Protocols such as RDM need the ability, not only to process specific packets, but to respond to them as well. Timing is important, so a Responder implementation can also be notified of each byte as it arrives. The function of interest is processByte.

As bytes are received, the implementation tracks some internal state. When it is decided that a response is necessary, it returns a positive value indicating how many bytes it placed into the output buffer, for transmitting back to the transmitter. The Responder needs to implement outputBufferSize() in order for any response to be sent. processByte will be passed a buffer at least as large as the value returned from outputBufferSize().

Some other functions that specify some timings should also be implemented. Please consult the Responder.h documentation for more details.

Because all processing happens within an interrupt context, it should execute as quickly as possible. Any long-running operations should be executed in the main loop (or some other execution context). If the protocol allows for it, the Responder can reply with a "not yet" response, and then return any queued processing results when ready.

A more complete example is beyond the scope of this README.

First, create an object using one of the hardware serial ports, different from any serial ports being used for receive:

namespace teensydmx = ::qindesign::teensydmx;

teensydmx::Sender dmxTx{Serial2};

Before using the instance, optionally set up the packet size and refresh rate, and then start the serial port internals to begin transmission:

// Optional: dmxTx.setPacketSize(100);
// Optional: dmxTx.setRefreshRate(40);
dmxTx.begin();

Set one or more channel values using one of the set functions:

// Set channel 6 to 219
dmxTx.set(6, 219);

The other set function can set multiple channels at once. This is left as an exercise to the reader.

Setting 16-bit values is easy with two available 16-bit functions:

1. set16Bit for single words, and
2. set16Bit for an array of words.

These work the same as the 8-bit set functions, but use the uint16_t type instead.

The packet size can be adjusted and retrieved via setPacketSize and packetSize(). Smaller packets will naturally result in a higher refresh rate.
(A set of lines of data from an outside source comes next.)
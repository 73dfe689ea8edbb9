//! API server setup and configuration.

use super::handlers::{extract_ocr_handler, health_handler, process_handler, summarize_handler};
use super::types::{ApiState, ServerConfig, SESSION_HEADER};
use crate::config::PipelineConfig;
use crate::controller::{Backends, PipelineController};
use crate::error::PipelineError;
use axum::extract::DefaultBodyLimit;
use axum::http::{header, HeaderName, HeaderValue, Method};
use axum::routing::{get, post};
use axum::Router;
use std::net::{IpAddr, SocketAddr};
use tower_http::cors::{AllowOrigin, CorsLayer};
use tower_http::limit::RequestBodyLimitLayer;
use tower_http::trace::TraceLayer;

/// Build the router around an existing state.
pub fn create_router(state: ApiState, config: &ServerConfig) -> Router {
    Router::new()
        .route("/api/summarize", post(summarize_handler))
        .route("/api/extractOcr", post(extract_ocr_handler))
        .route("/api/process", post(process_handler))
        .route("/health", get(health_handler))
        .layer(DefaultBodyLimit::max(config.max_upload_bytes))
        .layer(RequestBodyLimitLayer::new(config.max_upload_bytes))
        .layer(cors_layer(&config.allowed_origin))
        .layer(TraceLayer::new_for_http())
        .with_state(state)
}

fn cors_layer(origin: &str) -> CorsLayer {
    let allow_origin = match origin.parse::<HeaderValue>() {
        Ok(value) => AllowOrigin::exact(value),
        Err(_) => {
            tracing::warn!("Invalid MEDPDF_ALLOWED_ORIGIN '{}'; cross-origin requests disabled", origin);
            AllowOrigin::list(Vec::<HeaderValue>::new())
        }
    };

    CorsLayer::new()
        .allow_origin(allow_origin)
        .allow_methods([Method::GET, Method::POST, Method::OPTIONS])
        .allow_headers([header::CONTENT_TYPE, HeaderName::from_static(SESSION_HEADER)])
        .allow_credentials(true)
}

/// Bind and serve until Ctrl-C.
pub async fn serve(server: ServerConfig, pipeline: PipelineConfig) -> Result<(), PipelineError> {
    let ip: IpAddr = server
        .host
        .parse()
        .map_err(|e| PipelineError::InvalidConfig(format!("Invalid host address: {}", e)))?;
    let addr = SocketAddr::new(ip, server.port);

    let backends = Backends::production(&pipeline).await?;
    let state = ApiState::new(PipelineController::new(backends, &pipeline));
    let app = create_router(state, &server);

    tracing::info!(
        "medpdf API listening on http://{} (origin {}, upload limit {} MB)",
        addr,
        server.allowed_origin,
        server.max_upload_bytes / (1024 * 1024)
    );

    let listener = tokio::net::TcpListener::bind(addr)
        .await
        .map_err(|e| PipelineError::Internal(format!("cannot bind {}: {}", addr, e)))?;

    axum::serve(listener, app)
        .with_graceful_shutdown(async {
            let _ = tokio::signal::ctrl_c().await;
            tracing::info!("Shutting down");
        })
        .await
        .map_err(|e| PipelineError::Internal(e.to_string()))?;

    Ok(())
}
//! Direct extraction from the PDF's embedded text layer.

use super::input::Document;
use crate::error::PipelineError;
use crate::pdfium::{bind_pdfium, load_error};
use tracing::{debug, info};

/// Reads the embedded text layer of a document, one string per page.
///
/// Implementations are blocking; the coordinator calls them from
/// `spawn_blocking`.
pub trait TextExtractor: Send + Sync {
    /// Return the text of every page, in page order (page 1 first).
    fn extract_pages(&self, document: &Document) -> Result<Vec<String>, PipelineError>;
}

/// [`TextExtractor`] backed by pdfium.
#[derive(Debug, Clone, Default)]
pub struct PdfiumTextExtractor {
    password: Option<String>,
}

impl PdfiumTextExtractor {
    pub fn new(password: Option<String>) -> Self {
        Self { password }
    }
}

impl TextExtractor for PdfiumTextExtractor {
    fn extract_pages(&self, document: &Document) -> Result<Vec<String>, PipelineError> {
        let pdfium = bind_pdfium()?;
        let password = self.password.as_deref();

        let pdf = pdfium
            .load_pdf_from_byte_slice(document.bytes(), password)
            .map_err(|e| load_error(e, password))?;

        let pages = pdf.pages();
        let total = pages.len() as usize;
        info!("PDF loaded: {} pages", total);

        let mut out = Vec::with_capacity(total);
        for (idx, page) in pages.iter().enumerate() {
            let text = page
                .text()
                .map_err(|e| PipelineError::TextExtraction {
                    detail: format!("page {}: {:?}", idx + 1, e),
                })?
                .all();
            debug!("Page {}: {} chars in text layer", idx + 1, text.len());
            out.push(text);
        }

        Ok(out)
    }
}
//! Page rasterisation for OCR.
//!
//! A [`Rasterizer`] opens a document and hands back a [`PageSource`], a lazy
//! producer of page images. Each call to [`PageSource::next_page`] yields one
//! of three explicit outcomes:
//!
//! * [`RasterOutcome::Page`] — the next page, written as a PNG into the run's
//!   working directory
//! * [`RasterOutcome::EndOfDocument`] — there is no next page; the only
//!   normal way for the OCR loop to stop
//! * [`RasterOutcome::Error`] — the page exists but could not be produced
//!   (render failure, disk full); the run fails instead of silently
//!   returning a truncated text
//!
//! Rendering is CPU-bound and pdfium is not async-safe, so sources are used
//! from the blocking thread pool only.

use super::input::Document;
use crate::error::PipelineError;
use crate::pdfium::{bind_pdfium, load_error};
use once_cell::sync::OnceCell;
use pdfium_render::prelude::*;
use std::fmt;
use std::path::{Path, PathBuf};
use tracing::{debug, info, warn};

/// A rasterised page on disk.
#[derive(Debug, Clone, PartialEq, Eq)]
pub struct PageImage {
    /// 1-indexed page number.
    pub page_num: usize,
    /// PNG file inside the run's working directory.
    pub path: PathBuf,
    pub width: u32,
    pub height: u32,
}

impl PageImage {
    /// Remove the image file once OCR has consumed it.
    pub fn discard(self) {
        if let Err(e) = std::fs::remove_file(&self.path) {
            if e.kind() != std::io::ErrorKind::NotFound {
                warn!("Could not remove {}: {}", self.path.display(), e);
            }
        }
    }
}

/// Result of asking a [`PageSource`] for the next page.
#[derive(Debug)]
pub enum RasterOutcome {
    Page(PageImage),
    EndOfDocument,
    Error { page: usize, cause: String },
}

/// Lazy sequence of page images for one document.
pub trait PageSource {
    /// Produce the next page, starting at page 1.
    fn next_page(&mut self) -> RasterOutcome;
}

/// Opens documents for rasterisation.
pub trait Rasterizer: Send + Sync {
    /// Prepare `document` for page-by-page rendering into `work_dir`.
    ///
    /// Failing to open the document at all is a fatal error, not an empty
    /// document.
    fn open<'a>(
        &'a self,
        document: &'a Document,
        work_dir: &Path,
    ) -> Result<Box<dyn PageSource + 'a>, PipelineError>;
}

/// [`Rasterizer`] backed by pdfium.
///
/// Pages are rendered to `width` pixels wide, capped at `height` pixels
/// tall, preserving the aspect ratio (an A4 page fills 1654×2339 exactly).
///
/// The pdfium bindings are loaded on first use and shared by every document
/// this rasteriser opens.
pub struct PdfiumRasterizer {
    width: u32,
    height: u32,
    password: Option<String>,
    pdfium: OnceCell<Pdfium>,
}

impl PdfiumRasterizer {
    pub fn new(width: u32, height: u32, password: Option<String>) -> Self {
        Self {
            width,
            height,
            password,
            pdfium: OnceCell::new(),
        }
    }

    fn pdfium(&self) -> Result<&Pdfium, PipelineError> {
        self.pdfium.get_or_try_init(bind_pdfium)
    }
}

impl fmt::Debug for PdfiumRasterizer {
    fn fmt(&self, f: &mut fmt::Formatter<'_>) -> fmt::Result {
        f.debug_struct("PdfiumRasterizer")
            .field("size", &format_args!("{}x{}", self.width, self.height))
            .field("password", &self.password.as_ref().map(|_| "<redacted>"))
            .field("bound", &self.pdfium.get().is_some())
            .finish()
    }
}

impl Rasterizer for PdfiumRasterizer {
    fn open<'a>(
        &'a self,
        document: &'a Document,
        work_dir: &Path,
    ) -> Result<Box<dyn PageSource + 'a>, PipelineError> {
        let password = self.password.as_deref();
        let pdf = self
            .pdfium()?
            .load_pdf_from_byte_slice(document.bytes(), password)
            .map_err(|e| load_error(e, password))?;
        let total = pdf.pages().len() as usize;
        info!("Rasteriser opened document: {} pages", total);

        Ok(Box::new(PdfiumPageSource {
            pdf,
            total,
            next: 1,
            work_dir: work_dir.to_path_buf(),
            width: self.width,
            height: self.height,
        }))
    }
}

/// Page source over one loaded PDF. The document is parsed once in
/// [`PdfiumRasterizer::open`] and pages are pulled from it as needed.
struct PdfiumPageSource<'a> {
    pdf: PdfDocument<'a>,
    total: usize,
    next: usize,
    work_dir: PathBuf,
    width: u32,
    height: u32,
}

impl PdfiumPageSource<'_> {
    fn render(&self, page_num: usize) -> Result<PageImage, String> {
        let page = self
            .pdf
            .pages()
            .get((page_num - 1) as u16)
            .map_err(|e| format!("{:?}", e))?;

        let render_config = PdfRenderConfig::new()
            .set_target_width(self.width as i32)
            .set_maximum_height(self.height as i32);

        let image = page
            .render_with_config(&render_config)
            .map_err(|e| format!("{:?}", e))?
            .as_image();

        let path = self.work_dir.join(format!("page-{page_num:04}.png"));
        image
            .save_with_format(&path, image::ImageFormat::Png)
            .map_err(|e| format!("writing {}: {}", path.display(), e))?;

        debug!(
            "Rendered page {} → {}x{} px",
            page_num,
            image.width(),
            image.height()
        );

        Ok(PageImage {
            page_num,
            path,
            width: image.width(),
            height: image.height(),
        })
    }
}

impl PageSource for PdfiumPageSource<'_> {
    fn next_page(&mut self) -> RasterOutcome {
        let page_num = self.next;
        if page_num > self.total {
            return RasterOutcome::EndOfDocument;
        }
        self.next += 1;

        match self.render(page_num) {
            Ok(image) => RasterOutcome::Page(image),
            Err(cause) => RasterOutcome::Error {
                page: page_num,
                cause,
            },
        }
    }
}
This can be changed at any time.

The minimum packet time is 1204us, and so as long as the actual time doesn't fall short of this, there is no minimum packet size. The equation is:

Packet Size >= max{(1204us - BREAK - MAB)/44us, 0}

Note that because the library operates asynchronously, if the packet size needs to be changed at the same time as the data, both must be set atomically. There are several ways:

1. Disable the interrupts:

   __disable_irq();
   dmxTx.setPacketSize(...);
   dmxTx.set(...);
   __enable_irq();

   The disadvantage of this approach is that it disables all interrupts, possibly affecting the behaviour of other libraries. Instead of global interrupt disable, only the IRQ of the specific serial port in use should be disabled, but this is (currently) beyond the scope of this document.

2. Pause and resume:

   dmxTx.pause();
   while (dmxTx.isTransmitting()) {
      yield();
   }
   dmxTx.setPacketSize(...);
   dmxTx.set(...);
   dmxTx.resume();

   The disadvantage of this approach is that it uses more code and effectively pauses execution.

3. Use the setPacketSizeAndData() function:

   dmxTx.setPacketSizeAndData(...);

   This is probably the easiest approach.

The transmission rate can be changed from a maximum of about 44Hz down to as low as you wish. See the setRefreshRate and refreshRate() in Sender.

Note that the rate won't be higher than the limits dictated by the protocol, about 44Hz, no matter how high it's set. The default is, in fact, INFINITY.

This can be changed at any time.

If the MBB time is also specified and it would conflict with the desired rate, then the larger of the two possible MBB times will be used to achieve either the specified rate or the specified MBB. See MBB time for more information.

Sender is an asynchronous packet transmitter; packets are always being sent. To ensure that certain packets are adjacent to others, such as for System Information Packets (SIP), the API provides a way to send packets synchronously.

Firstly, the pause() function pauses packet transmission, the resume() function resumes transmission, and resumeFor(int) resumes transmission for a specific number of packets, after which transmission is paused again.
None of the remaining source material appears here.